Moreover, as it was indicated in the article, entitled ‘The Necessity of Freedom’, “Rousseau addresses freedom more than any other problem of political philosophy and aims to explain how man in the state of nature is blessed with an enviable total freedom. This freedom is total for two reasons. First, natural man is physically free because he is not constrained by a repressive state apparatus or dominated by his fellow men. Second, he is psychologically and spiritually free because he is not enslaved to any of the artificial needs that characterize modern society. This second sense of freedom, the freedom from need, makes up a particularly insightful and revolutionary component of Rousseau’s philosophy. Rousseau believed modern man’s enslavement to his own needs was responsible for all sorts of societal ills, from exploitation and domination of others to poor self-esteem and depression”

In order to grasp tendencies and priorities of today’s ‘modern’ people in the New World Order it might be beneficial to state: Civilized people consider competence as an obligation for being eminent. Today’s modern person tends to compete with everyone at everywhere. Most of those can sacrifice honour and every ethical code to earn more money, to build a career. Those, who are obsessed to compete under all circumstances are not concerned with consequences of their competition. They act in pursuance of their selfish interests and every vice can be justified… They act according to the motto of Italian political philosopher, Niccolo Machiavelli:  “the end justifies the means”

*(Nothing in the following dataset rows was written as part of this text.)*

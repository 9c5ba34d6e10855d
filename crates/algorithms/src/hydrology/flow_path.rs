//! Longest flow path (main axial length) of a watershed.

use super::flow_model::FlowModel;
use super::watershed::WatershedMask;
use cuenca_core::raster::d8;
use cuenca_core::{ElevationGrid, Result};
use ndarray::Array2;
use serde::{Deserialize, Serialize};
use std::collections::VecDeque;

/// A flow path from a headwater cell down to the outlet
#[derive(Debug, Clone, PartialEq, Serialize, Deserialize)]
pub struct FlowPath {
    /// Cells in flow order, headwater first, outlet last
    pub cells: Vec<(usize, usize)>,
    /// Length along D8 steps, in meters
    pub length_m: f64,
    /// Raw DEM elevation of each cell
    pub elevations: Vec<f64>,
    /// Straight-line distance between the first and last cell centers
    pub straight_length_m: f64,
}

impl FlowPath {
    pub fn headwater(&self) -> Option<(usize, usize)> {
        self.cells.first().copied()
    }

    /// Elevation drop from headwater to outlet
    pub fn relief(&self) -> f64 {
        match (self.elevations.first(), self.elevations.last()) {
            (Some(top), Some(bottom)) => top - bottom,
            _ => 0.0,
        }
    }

    /// Mean slope along the path (m/m), `None` for a zero-length path
    pub fn slope(&self) -> Option<f64> {
        (self.length_m > 0.0).then(|| self.relief() / self.length_m)
    }

    /// Path length over straight-line length, `None` when the ends coincide
    pub fn sinuosity(&self) -> Option<f64> {
        (self.straight_length_m > 0.0).then(|| self.length_m / self.straight_length_m)
    }
}

/// Find the masked cell with the longest flow distance to the outlet and
/// return its path.
///
/// Distances are propagated upstream from the outlet along the D8 tree; the
/// farthest cell wins, ties going to the first in row-major order.
pub fn longest_flow_path(dem: &ElevationGrid, flow: &FlowModel, mask: &WatershedMask) -> Result<FlowPath> {
    let (rows, cols) = flow.shape();
    let outlet = mask.outlet();
    let (w, h) = (flow.cell_width(), flow.cell_height());

    let mut distance = Array2::<f64>::from_elem((rows, cols), f64::NAN);
    distance[outlet] = 0.0;
    let mut queue = VecDeque::from([outlet]);
    while let Some((r, c)) = queue.pop_front() {
        for (ur, uc) in flow.upstream(r, c) {
            if !mask.contains(ur, uc) || !distance[(ur, uc)].is_nan() {
                continue;
            }
            distance[(ur, uc)] = distance[(r, c)] + d8::step_length(flow.direction(ur, uc), w, h);
            queue.push_back((ur, uc));
        }
    }

    let mut head = outlet;
    let mut longest = 0.0;
    for (r, c) in mask.cells() {
        let d = distance[(r, c)];
        if d > longest {
            longest = d;
            head = (r, c);
        }
    }

    let mut cells = vec![head];
    let mut cur = head;
    while cur != outlet {
        match flow.downstream(cur.0, cur.1) {
            Some(next) if mask.contains(next.0, next.1) => {
                cells.push(next);
                cur = next;
            }
            _ => break,
        }
    }

    let elevations = cells
        .iter()
        .map(|&(r, c)| dem.elevation(r, c).unwrap_or(f64::NAN))
        .collect();

    let dx = (head.1 as f64 - outlet.1 as f64) * w;
    let dy = (head.0 as f64 - outlet.0 as f64) * h;

    Ok(FlowPath {
        cells,
        length_m: longest,
        elevations,
        straight_length_m: dx.hypot(dy),
    })
}

#[cfg(test)]
mod tests {
    use super::*;
    use crate::hydrology::flow_model::FlowModelParams;
    use crate::hydrology::watershed::trace_watershed;
    use approx::assert_relative_eq;
    use cuenca_core::GeoTransform;

    #[test]
    fn test_straight_channel() {
        // 6x3 plane draining south along the middle column
        let rows: Vec<Vec<f64>> = (0..6)
            .map(|r| (0..3).map(|c| 100.0 - r as f64 * 10.0 + (c as f64 - 1.0).abs() * 20.0).collect())
            .collect();
        let dem = ElevationGrid::from_rows(rows, GeoTransform::new(0.0, 60.0, 10.0, -10.0), None).unwrap();
        let flow = FlowModel::build(&dem, &FlowModelParams::default()).unwrap();
        let ws = trace_watershed(&flow, (5, 1)).unwrap();

        let path = longest_flow_path(&dem, &flow, &ws).unwrap();
        assert_eq!(path.cells.last(), Some(&(5, 1)));
        assert_eq!(path.cells.len(), path.elevations.len());
        // From a top corner: one diagonal then four straight steps
        assert_relative_eq!(path.length_m, 10.0 * 2f64.sqrt() + 40.0, epsilon = 1e-9);
        assert_eq!(path.headwater(), Some((0, 0)));
        assert!(path.sinuosity().unwrap() >= 1.0);
        assert!(path.relief() > 0.0);
    }

    #[test]
    fn test_single_cell_path() {
        let rows = vec![vec![5.0, 6.0], vec![7.0, 8.0]];
        let dem = ElevationGrid::from_rows(rows, GeoTransform::new(0.0, 20.0, 10.0, -10.0), None).unwrap();
        let flow = FlowModel::build(&dem, &FlowModelParams::default()).unwrap();
        let ws = trace_watershed(&flow, (1, 1)).unwrap();

        let path = longest_flow_path(&dem, &flow, &ws).unwrap();
        assert_eq!(path.cells, vec![(1, 1)]);
        assert_eq!(path.length_m, 0.0);
        assert_eq!(path.slope(), None);
        assert_eq!(path.sinuosity(), None);
    }
}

In order to grasp my claim more profoundly it is worth to quote an American film critic, historian and theorist Stephen Princ’s evaluation regarding the priorities and character of Dersu as a person in “state of nature”: “Dersu’s magnanimity is nourished by his perception of the essential spirituality of nature. He talks to the fire and to wind and water as if they were people. A soldier laughs and asks him why, and Dersu replies because they are alive. Angry fire, water, and wind are frightening, he says. They are powerful men. A strong breeze suddenly appears, whipping leaves across the frame, as if in answer to his words. Earlier, in a magnificent image, Dersu and Arseniev stood on a vast plain, framed between the moon on their left and a fiery setting sun on their right, humans and celestial bodies alike flattened by the long lens into a single plane of space. It is an image of great mystery and serenity. As they contemplate the heavens, Dersu explains that the sun is the most important man because if he dies everything else dies, too. He initiates Arseniev into the secrets of the universe. The other Kurosawa heroes were in touch with important social and moral imperatives, but Dersu is connected to cosmic truths, and it is Arseniev’s blessing to have known him briefly.”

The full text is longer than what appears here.